I’ve long been curious as to why Sweden-based Nextory had launched in Finland and Denmark but not Norway. Now it seems the answer lies in a decision by key Norwegian publishers not to respond to Nextory’s overtures.

That, at least, is Nextory’s version of events as reported in VG this week.

As noted in coverage of Norway’s book market a few days ago –

There are three main streaming services in Norway, all owned by publishers: Storytel Norway, jointly owned by Norway’s Cappelen Damm and Sweden’s Storytel), Fabel, run by Lydbokforlaget and in turn jointly owned by Aschehoug and Gyldendal, and a much smaller player, Ebok Pluss, owned by Vigmostad & Bjørke.

More on Ebok Plus below. First the main story: is Nextory being blacklisted by Norwegian publishers?

Magnus Nytell, Head of Nextory International Expansion told VG:

Norway is the only country in the Nordics we are not in, but it is not for want of trying. We want to contribute to the growing digital book market, and believe all parties benefit from the fact that there are more services on the market.

Nytell told VG that in Sweden,

All publishers deliver to all platforms. The situation in Norway is bad for book reading in general, for the authors – and for the customers who are going to buy a subscription. We are concerned that all parties in this value chain will be satisfied and happy.

But we have clearly noticed that (the big Norwegian publishers) do not want more competition in this market. They are clearly uninterested. They do not answer emails or telephones. In negotiations, they have presented sky-high economic conditions – which we perceive as an obstacle to being able to establish ourselves in Norway at all.

Noting this has been going on for over two years, Nytell stressed it is not all Norwegian publishers that are dismissing Nextory, just those that own their own streaming services.

Lydbokforlaget Publishing Manager Ann-Kristin Vasselen disputed the Nextory version of events, saying they had been in talks with Nextory just last month (September).

Then we agreed that (Nextory) should send an agreement proposal, but we have not yet received that.
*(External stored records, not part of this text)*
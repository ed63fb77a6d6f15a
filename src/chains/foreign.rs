//! Foreign Chain Client
//!
//! REST style client for the foreign coin chain node:
//! - `POST {base}/v1/addresses` mints a deposit address
//! - `GET {base}/v1/addresses/{addr}/transfers?confirmed=1` lists confirmed
//!   incoming transfers
//! - `POST {base}/v1/payments` submits a multi-output payment

use async_trait::async_trait;
use reqwest::Client;
use serde::{Deserialize, Serialize};
use std::time::Duration;

use super::{ChainClient, ChainError, ChainResult, IncomingTransaction, MintedAddress, PaymentOutput};

#[derive(Serialize)]
struct PaymentRequest<'a> {
    outputs: &'a [PaymentOutput],
}

#[derive(Deserialize)]
struct PaymentResponse {
    tx_hashes: Vec<String>,
}

/// Foreign chain HTTP client
#[derive(Debug, Clone)]
pub struct ForeignChainClient {
    client: Client,
    base_url: String,
}

impl ForeignChainClient {
    /// Create a new client with a bounded request timeout
    pub fn new(base_url: &str, timeout: Duration) -> ChainResult<Self> {
        let client = Client::builder().timeout(timeout).build()?;
        Ok(Self {
            client,
            base_url: base_url.trim_end_matches('/').to_string(),
        })
    }

    /// Get the base URL
    pub fn base_url(&self) -> &str {
        &self.base_url
    }

    async fn check(resp: reqwest::Response) -> ChainResult<reqwest::Response> {
        if !resp.status().is_success() {
            let code = resp.status().as_u16();
            let body = resp.text().await.unwrap_or_default();
            return Err(ChainError::Status { code, body });
        }
        Ok(resp)
    }
}

#[async_trait]
impl ChainClient for ForeignChainClient {
    async fn mint_address(&self) -> ChainResult<MintedAddress> {
        let url = format!("{}/v1/addresses", self.base_url);
        let resp = self.client.post(&url).json(&serde_json::json!({})).send().await?;
        let resp = Self::check(resp).await?;
        Ok(resp.json().await?)
    }

    async fn incoming_transactions(&self, address: &str) -> ChainResult<Vec<IncomingTransaction>> {
        let url = format!(
            "{}/v1/addresses/{}/transfers?confirmed=1",
            self.base_url, address
        );
        let resp = self.client.get(&url).send().await?;
        let resp = Self::check(resp).await?;
        Ok(resp.json().await?)
    }

    async fn multi_send(&self, outputs: &[PaymentOutput]) -> ChainResult<Vec<String>> {
        let url = format!("{}/v1/payments", self.base_url);
        let resp = self
            .client
            .post(&url)
            .json(&PaymentRequest { outputs })
            .send()
            .await?;
        let resp = Self::check(resp).await?;
        let body: PaymentResponse = resp.json().await?;
        Ok(body.tx_hashes)
    }
}

#[cfg(test)]
mod tests {
    use super::*;

    #[test]
    fn test_base_url_trimmed() {
        let client =
            ForeignChainClient::new("http://node.local/", Duration::from_secs(5)).unwrap();
        assert_eq!(client.base_url(), "http://node.local");
    }

    #[test]
    fn test_payment_response_decoding() {
        let body: PaymentResponse =
            serde_json::from_str(r#"{"tx_hashes": ["hash1", "hash2"]}"#).unwrap();
        assert_eq!(body.tx_hashes, vec!["hash1", "hash2"]);
    }
}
We look forward to further negotiations and look forward to further discussions. It will be exciting.

VG put to Vasselen Nextory’s assertion publishers were demanding too much and that the publishers did not welcome competition. Vasselen said:

It’s a tough market. Investments are high and margins are small. Competition in the market is good. But I’m not sure if there is any evidence for the claim that the authors are losers. If four or five similar players fight for the same customer base, there will not automatically be more money in circulation for that reason.
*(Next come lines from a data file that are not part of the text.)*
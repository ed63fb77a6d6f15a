//! Structured Logging for the Swap Bridge
//!
//! JSON output for log aggregation in production, pretty output for
//! development. Components log through `tracing` macros with structured
//! fields (direction, counts, hashes).

use tracing::Level;
use tracing_subscriber::{
    fmt, layer::SubscriberExt, util::SubscriberInitExt, EnvFilter,
};

/// Application log level
#[derive(Debug, Clone, Copy, PartialEq, Eq)]
pub enum LogLevel {
    Trace,
    Debug,
    Info,
    Warn,
    Error,
}

impl From<LogLevel> for Level {
    fn from(level: LogLevel) -> Self {
        match level {
            LogLevel::Trace => Level::TRACE,
            LogLevel::Debug => Level::DEBUG,
            LogLevel::Info => Level::INFO,
            LogLevel::Warn => Level::WARN,
            LogLevel::Error => Level::ERROR,
        }
    }
}

impl From<&str> for LogLevel {
    fn from(s: &str) -> Self {
        match s.to_lowercase().as_str() {
            "trace" => LogLevel::Trace,
            "debug" => LogLevel::Debug,
            "info" => LogLevel::Info,
            "warn" | "warning" => LogLevel::Warn,
            "error" => LogLevel::Error,
            _ => LogLevel::Info,
        }
    }
}

/// Logging errors
#[derive(Debug, thiserror::Error)]
pub enum LoggingError {
    #[error("failed to initialize logging: {0}")]
    InitFailed(String),
}

/// Initialize the logging system
///
/// # Arguments
/// * `level` - Minimum log level to output
/// * `json_format` - Use JSON format (recommended for production)
pub fn init_logging(level: LogLevel, json_format: bool) -> Result<(), LoggingError> {
    let level_str = format!("{:?}", level).to_lowercase();
    let filter = EnvFilter::try_from_default_env().unwrap_or_else(|_| {
        EnvFilter::new(format!(
            "swapbridge={},tower_http={},axum={}",
            level_str, level_str, level_str
        ))
    });

    if json_format {
        tracing_subscriber::registry()
            .with(filter)
            .with(fmt::layer().json().with_target(true))
            .try_init()
            .map_err(|e| LoggingError::InitFailed(e.to_string()))?;
    } else {
        tracing_subscriber::registry()
            .with(filter)
            .with(fmt::layer().pretty().with_target(true))
            .try_init()
            .map_err(|e| LoggingError::InitFailed(e.to_string()))?;
    }

    Ok(())
}

/// Initialize logging from BridgeConfig
pub fn init_from_config(config: &crate::config::BridgeConfig) -> Result<(), LoggingError> {
    init_logging(LogLevel::from(config.log_level.as_str()), config.log_json)
}

#[cfg(test)]
mod tests {
    use super::*;

    #[test]
    fn test_log_level_parsing() {
        assert_eq!(LogLevel::from("debug"), LogLevel::Debug);
        assert_eq!(LogLevel::from("INFO"), LogLevel::Info);
        assert_eq!(LogLevel::from("warning"), LogLevel::Warn);
        assert_eq!(LogLevel::from("unknown"), LogLevel::Info);
    }
}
For Cappelen Damm, CEO Tom Harald Jenssen told VG:

Cappelen Damm definitely wants Nextory to establish itself in Norway. We collaborate with everyone who is involved in building the market for streaming ebooks and audiobooks in Norway.

Cappelen Damm’s audiobook portfolio has great strategic value. In total, the publisher can offer close to 7,000 audio books. It probably represents close to 70% of the total audiobook volume in Norway – if we measure by the number of available titles.
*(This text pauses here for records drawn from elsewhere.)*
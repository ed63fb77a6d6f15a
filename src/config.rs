//! Environment-based Configuration for the Swap Bridge
//!
//! # Environment Variables
//!
//! ## Chain Endpoints
//! - `SWAPBRIDGE_HOME_URL` - home ledger RPC endpoint (unset: home client not registered)
//! - `SWAPBRIDGE_FOREIGN_URL` - foreign chain REST endpoint (unset: foreign client not registered)
//!
//! ## Settlement Parameters
//! - `SWAPBRIDGE_HOME_ASSET` - denomination tag for home payouts (default: "BRIDGE")
//! - `SWAPBRIDGE_WITHDRAWAL_FEE` - withdrawal fee in whole coins, deducted
//!   per output on foreign payouts (default: 0.0)
//! - `SWAPBRIDGE_POLL_INTERVAL_SECS` - settlement loop interval (default: 60)
//!
//! ## Service Settings
//! - `SWAPBRIDGE_DB_PATH` - SQLite database path (default: data/swapbridge.db)
//! - `SWAPBRIDGE_API_PORT` - REST API port (default: 3030)
//! - `SWAPBRIDGE_HTTP_TIMEOUT_SECS` - timeout for every external chain call (default: 30)
//! - `SWAPBRIDGE_LOG_LEVEL` - logging level (debug, info, warn, error; default: info)
//! - `SWAPBRIDGE_LOG_JSON` - set to "1" for JSON log output

use std::env;
use thiserror::Error;

/// Configuration errors
#[derive(Debug, Error)]
pub enum ConfigError {
    #[error("missing required environment variable: {0}")]
    MissingEnvVar(String),

    #[error("invalid value for {0}: {1}")]
    InvalidValue(String, String),
}

/// Main configuration struct
#[derive(Debug, Clone)]
pub struct BridgeConfig {
    /// Home ledger RPC endpoint, if configured
    pub home_url: Option<String>,

    /// Foreign chain REST endpoint, if configured
    pub foreign_url: Option<String>,

    /// SQLite database path
    pub db_path: String,

    /// Denomination tag attached to home payouts
    pub home_asset: String,

    /// Withdrawal fee in whole coins for foreign payouts
    pub withdrawal_fee_coins: f64,

    /// Settlement loop interval in seconds
    pub poll_interval_secs: u64,

    /// REST API port
    pub api_port: u16,

    /// Timeout for external chain calls in seconds
    pub http_timeout_secs: u64,

    /// Log level
    pub log_level: String,

    /// JSON log output
    pub log_json: bool,
}

impl BridgeConfig {
    /// Load configuration from environment variables
    pub fn from_env() -> Result<Self, ConfigError> {
        Ok(Self {
            home_url: env::var("SWAPBRIDGE_HOME_URL").ok(),
            foreign_url: env::var("SWAPBRIDGE_FOREIGN_URL").ok(),
            db_path: env::var("SWAPBRIDGE_DB_PATH")
                .unwrap_or_else(|_| "data/swapbridge.db".to_string()),
            home_asset: env::var("SWAPBRIDGE_HOME_ASSET")
                .unwrap_or_else(|_| "BRIDGE".to_string()),
            withdrawal_fee_coins: parse_var("SWAPBRIDGE_WITHDRAWAL_FEE", 0.0)?,
            poll_interval_secs: parse_var("SWAPBRIDGE_POLL_INTERVAL_SECS", 60)?,
            api_port: parse_var("SWAPBRIDGE_API_PORT", 3030)?,
            http_timeout_secs: parse_var("SWAPBRIDGE_HTTP_TIMEOUT_SECS", 30)?,
            log_level: env::var("SWAPBRIDGE_LOG_LEVEL").unwrap_or_else(|_| "info".to_string()),
            log_json: env::var("SWAPBRIDGE_LOG_JSON").map(|v| v == "1").unwrap_or(false),
        })
    }

    /// Print configuration summary (hiding nothing: no secrets live here)
    pub fn print_summary(&self) {
        println!("=== Swap Bridge Configuration ===");
        println!("Home URL: {}", self.home_url.as_deref().unwrap_or("(not configured)"));
        println!(
            "Foreign URL: {}",
            self.foreign_url.as_deref().unwrap_or("(not configured)")
        );
        println!("Database: {}", self.db_path);
        println!("Home Asset Tag: {}", self.home_asset);
        println!("Withdrawal Fee: {} coins", self.withdrawal_fee_coins);
        println!("Poll Interval: {} seconds", self.poll_interval_secs);
        println!("API Port: {}", self.api_port);
        println!("HTTP Timeout: {} seconds", self.http_timeout_secs);
        println!("Log Level: {}", self.log_level);
        println!("=================================");
    }
}

/// Parse an optional env var, falling back to a default when unset
fn parse_var<T: std::str::FromStr>(name: &str, default: T) -> Result<T, ConfigError> {
    match env::var(name) {
        Ok(value) => value
            .parse()
            .map_err(|_| ConfigError::InvalidValue(name.to_string(), value)),
        Err(_) => Ok(default),
    }
}

#[cfg(test)]
mod tests {
    use super::*;

    #[test]
    fn test_parse_var_default_when_unset() {
        let value: u64 = parse_var("SWAPBRIDGE_TEST_UNSET_VAR", 42).unwrap();
        assert_eq!(value, 42);
    }

    #[test]
    fn test_parse_var_rejects_garbage() {
        env::set_var("SWAPBRIDGE_TEST_GARBAGE_VAR", "not-a-number");
        let result: Result<u64, _> = parse_var("SWAPBRIDGE_TEST_GARBAGE_VAR", 0);
        assert!(matches!(result, Err(ConfigError::InvalidValue(_, _))));
        env::remove_var("SWAPBRIDGE_TEST_GARBAGE_VAR");
    }
}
We want the players who gain access to this portfolio, in one way or another, to make it clear that they want to invest in the market.

Jenssen went on,

It should be a reasonable goal that the Norwegian market in a couple of years approaches the Swedish market in volume.

That would be impressive given Sweden has almost twice the population of Norway.

Accepting negotiations with Nextory were not moving fast, Jenssen said that Cappelen Damm had been talking with Nextory since autumn 2019, and hoped to reach agreement this autumn.

Not of course to take sides on this dispute, but this week also saw Sweden’s Boktugg report on a separate but not dissimilar dispute between the two big Norwegian publisher-cum-streamers and the third party in the market, Ebok Pluss.

As reported for Boktugg by Sölve Dahlgren, Ebok Pluss is claiming Gyldendal, Aschehoug and Cappelen Damm are abusing their position and deliberately excluding Ebok Pluss from the market.

Lene Røren of Ebok Pluss said:

We feel, to say the least, boycotted by the three major publishers. For over four years, we have worked to bring in books from these publishers – without success. It is an abuse of power from Gyldendal, Aschehoug and Cappelen Damm.

They apologise that we cannot agree on the terms, but we believe that they do not fulfill the obligation to deliver to everyone.

According to Røren, Storytel Norway and Fabel together have 98-99 percent of the market and without titles from the three major publishers, Ebok Pluss will not be able to compete.

For Lydbokforlaget, Ann-Kristin Vasselen  said,

I do not understand what she means by abuse of power. We have content we want to sell, she wants to buy, but we have not agreed on the price

Boktugg notes the Norwegian streaming market as shared by Storytel and Fabel will exceed NOK 400 million ($43.2 million) this year.